New ’Low-Cost’ Electronic Structure Methods for Large Systems

  • TH Department Online Seminar
  • Date: Mar 16, 2023
  • Time: 03:00 PM (Local Time Germany)
  • Speaker: Prof. Stefan Grimme
  • Mulliken Center for Theoretical Chemistry, Clausius Institute for Physical and Theoretical Chemistry, University of Bonn, Germany
  • Location:
  • Room: Meeting ID: 971 0668 5817 | Passcode: 282712
  • Host: TH Department
New ’Low-Cost’ Electronic Structure Methods for Large Systems
All widely used semi-empirical quantum chemical methods like PM6, DFTB, or GFN-xTB are formulated in a (almost) minimal basis set of atomic orbitals, which limits the achievable accuracy for many important chemical properties.

Recently, we proposed a new special purpose tight-binding (TB) electronic Hamiltonian termed PTB[1] which is expressed in an accurate polarized valence double-zeta AO basis set (vDZP).

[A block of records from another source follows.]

//! Inferential statistics over juvenile measurements
//!
//! Deterministic f64 kernels: an unequal-variance two-sample comparison of
//! means with a pooled-variance effect size, an ordinary least squares fit,
//! and a Pearson correlation with its significance test. p-values come from
//! the Student's t distribution supplied by [`statrs`]; nothing here is
//! randomized or resampled, so identical input yields identical output.

use super::descriptive::{mean, sample_variance};
use statrs::distribution::{ContinuousCDF, StudentsT};
use thiserror::Error;

/// Errors that can occur while computing a statistic
#[derive(Error, Debug)]
pub enum InferenceError {
    #[error("Group '{group}' has {n} usable values; at least 2 are required")]
    InsufficientData { group: String, n: usize },

    #[error("Degenerate test distribution: {0}")]
    Degenerate(String),
}

type Result<T> = core::result::Result<T, InferenceError>;

/// Result of an unpaired two-sample comparison of means.
#[derive(Debug, Clone, Copy, PartialEq)]
pub struct TwoSampleTest {
    /// Test statistic; positive when the first group's mean is larger
    pub t: f64,
    /// Welch–Satterthwaite degrees of freedom
    pub df: f64,
    /// Two-sided p-value
    pub p_value: f64,
    pub mean_a: f64,
    pub mean_b: f64,
    pub n_a: usize,
    pub n_b: usize,
}

/// Result of an ordinary least squares fit of y on x.
#[derive(Debug, Clone, Copy, PartialEq)]
pub struct LinearFit {
    pub slope: f64,
    pub intercept: f64,
    pub r_squared: f64,
    /// Two-sided p-value for the slope
    pub p_value: f64,
    pub n: usize,
}

/// Pearson correlation coefficient with its significance test.
#[derive(Debug, Clone, Copy, PartialEq)]
pub struct Correlation {
    pub r: f64,
    pub t: f64,
    /// Two-sided p-value
    pub p_value: f64,
    pub n: usize,
}

/// Unequal-variance (Welch) two-sample t test for a difference of means.
///
/// Swapping the groups flips the sign of the statistic and leaves the
/// degrees of freedom and p-value unchanged.
pub fn welch_t_test(a: &[f64], b: &[f64], label_a: &str, label_b: &str) -> Result<TwoSampleTest> {
    require_group(a, label_a)?;
    require_group(b, label_b)?;

    let (n_a, n_b) = (a.len(), b.len());
    let (mean_a, mean_b) = (mean(a), mean(b));
    let (var_a, var_b) = (sample_variance(a), sample_variance(b));

    let sem_a = var_a / n_a as f64;
    let sem_b = var_b / n_b as f64;
    let se = (sem_a + sem_b).sqrt();
    let t = (mean_a - mean_b) / se;

    // Welch–Satterthwaite approximation
    let df = (sem_a + sem_b) * (sem_a + sem_b)
        / (sem_a * sem_a / (n_a as f64 - 1.0) + sem_b * sem_b / (n_b as f64 - 1.0));

    Ok(TwoSampleTest {
        t,
        df,
        p_value: two_sided_p(t, df)?,
        mean_a,
        mean_b,
        n_a,
        n_b,
    })
}

/// Cohen's d standardized mean difference, using the pooled variance.
pub fn cohens_d(a: &[f64], b: &[f64], label_a: &str, label_b: &str) -> Result<f64> {
    require_group(a, label_a)?;
    require_group(b, label_b)?;

    let (n_a, n_b) = (a.len() as f64, b.len() as f64);
    let pooled_variance =
        ((n_a - 1.0) * sample_variance(a) + (n_b - 1.0) * sample_variance(b)) / (n_a + n_b - 2.0);
    if pooled_variance <= 0.0 {
        return Err(InferenceError::Degenerate(
            "pooled variance is zero".to_string(),
        ));
    }

    Ok((mean(a) - mean(b)) / pooled_variance.sqrt())
}

/// Ordinary least squares fit of y on x.
///
/// Reports the slope, intercept, coefficient of determination, and the
/// two-sided p-value of the slope (t distribution with n-2 df).
pub fn linear_fit(x: &[f64], y: &[f64], label: &str) -> Result<LinearFit> {
    let n = x.len();
    debug_assert_eq!(n, y.len());
    if n < 3 {
        return Err(InferenceError::InsufficientData {
            group: label.to_string(),
            n,
        });
    }

    let (sxx, syy, sxy) = centered_sums(x, y);
    if sxx == 0.0 {
        return Err(InferenceError::Degenerate(
            "predictor has zero variance".to_string(),
        ));
    }

    let slope = sxy / sxx;
    let intercept = mean(y) - slope * mean(x);
    let sse = syy - slope * sxy;
    let r_squared = if syy == 0.0 { 1.0 } else { 1.0 - sse / syy };

    let df = (n - 2) as f64;
    let slope_se = ((sse / df) / sxx).sqrt();
    let t = slope / slope_se;

    Ok(LinearFit {
        slope,
        intercept,
        r_squared,
        p_value: two_sided_p(t, df)?,
        n,
    })
}

/// Pearson's r between x and y, with the t-based significance test.
pub fn pearson_r(x: &[f64], y: &[f64], label: &str) -> Result<Correlation> {
    let n = x.len();
    debug_assert_eq!(n, y.len());
    if n < 3 {
        return Err(InferenceError::InsufficientData {
            group: label.to_string(),
            n,
        });
    }

    let (sxx, syy, sxy) = centered_sums(x, y);
    if sxx == 0.0 || syy == 0.0 {
        return Err(InferenceError::Degenerate(
            "a variable has zero variance".to_string(),
        ));
    }

    let r = sxy / (sxx * syy).sqrt();
    let df = (n - 2) as f64;
    let t = r * (df / (1.0 - r * r)).sqrt();

    Ok(Correlation {
        r,
        t,
        p_value: two_sided_p(t, df)?,
        n,
    })
}

/// Centered sums of squares and cross products for paired data.
fn centered_sums(x: &[f64], y: &[f64]) -> (f64, f64, f64) {
    let (mx, my) = (mean(x), mean(y));
    let mut sxx = 0.0;
    let mut syy = 0.0;
    let mut sxy = 0.0;
    for (&xi, &yi) in x.iter().zip(y) {
        let dx = xi - mx;
        let dy = yi - my;
        sxx += dx * dx;
        syy += dy * dy;
        sxy += dx * dy;
    }
    (sxx, syy, sxy)
}

/// Two-sided p-value for a t statistic with the given degrees of freedom.
fn two_sided_p(t: f64, df: f64) -> Result<f64> {
    if t.is_infinite() {
        return Ok(0.0);
    }
    if !t.is_finite() || !df.is_finite() {
        return Err(InferenceError::Degenerate(format!(
            "non-finite statistic (t = {t}, df = {df})"
        )));
    }

    let dist = StudentsT::new(0.0, 1.0, df).map_err(|e| InferenceError::Degenerate(e.to_string()))?;
    Ok(2.0 * (1.0 - dist.cdf(t.abs())))
}

fn require_group(values: &[f64], label: &str) -> Result<()> {
    if values.len() < 2 {
        return Err(InferenceError::InsufficientData {
            group: label.to_string(),
            n: values.len(),
        });
    }
    Ok(())
}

The basis has been specially optimized in molecular DFT calculations using standard ECPs for all elements up to radon[2]. The PTB method aims primarily at reproducing the one-particle density matrix of a DFT reference calculation with the ωB97X-V range-separated hybrid density functional[3] in exactly the same AO basis. The combination of ωB97X(-V) with vDZP/ECP and an adjusted D4 dispersion correction defines a new member in our hierarchy of efficient composite electronic structure methods, termed ωB97X-3c[2] and is used as reference. The PTB procedure is non-self-consistent employing only two matrix diagonalizations, includes new non-local potentials, as well as established parts from GFN-xTB and requires only simple overlap integrals as input. Compared to ωB97X-3c calculations, speedups of 3-4 orders of magnitude are achieved so that runs for molecules with 100-200 atoms are completed in a few seconds of computation time on standard desktop computers. The use of the PTB density in typical computational chemistry applications as well as for non-SCF-iterative DFT-GGA schemes is discussed.

[1] S. Grimme, M. Müller, A. Hansen, J. Chem. Phys., DOI: 10.1063/5.0137838.
[2] M. Müller, A. Hansen, S. Grimme, J. Chem. Phys. 158 (2023) 014103.
[3] N. Mardirossian and M. Head-Gordon, Phys. Chem. Chem. Phys. 16 (2016) 9904.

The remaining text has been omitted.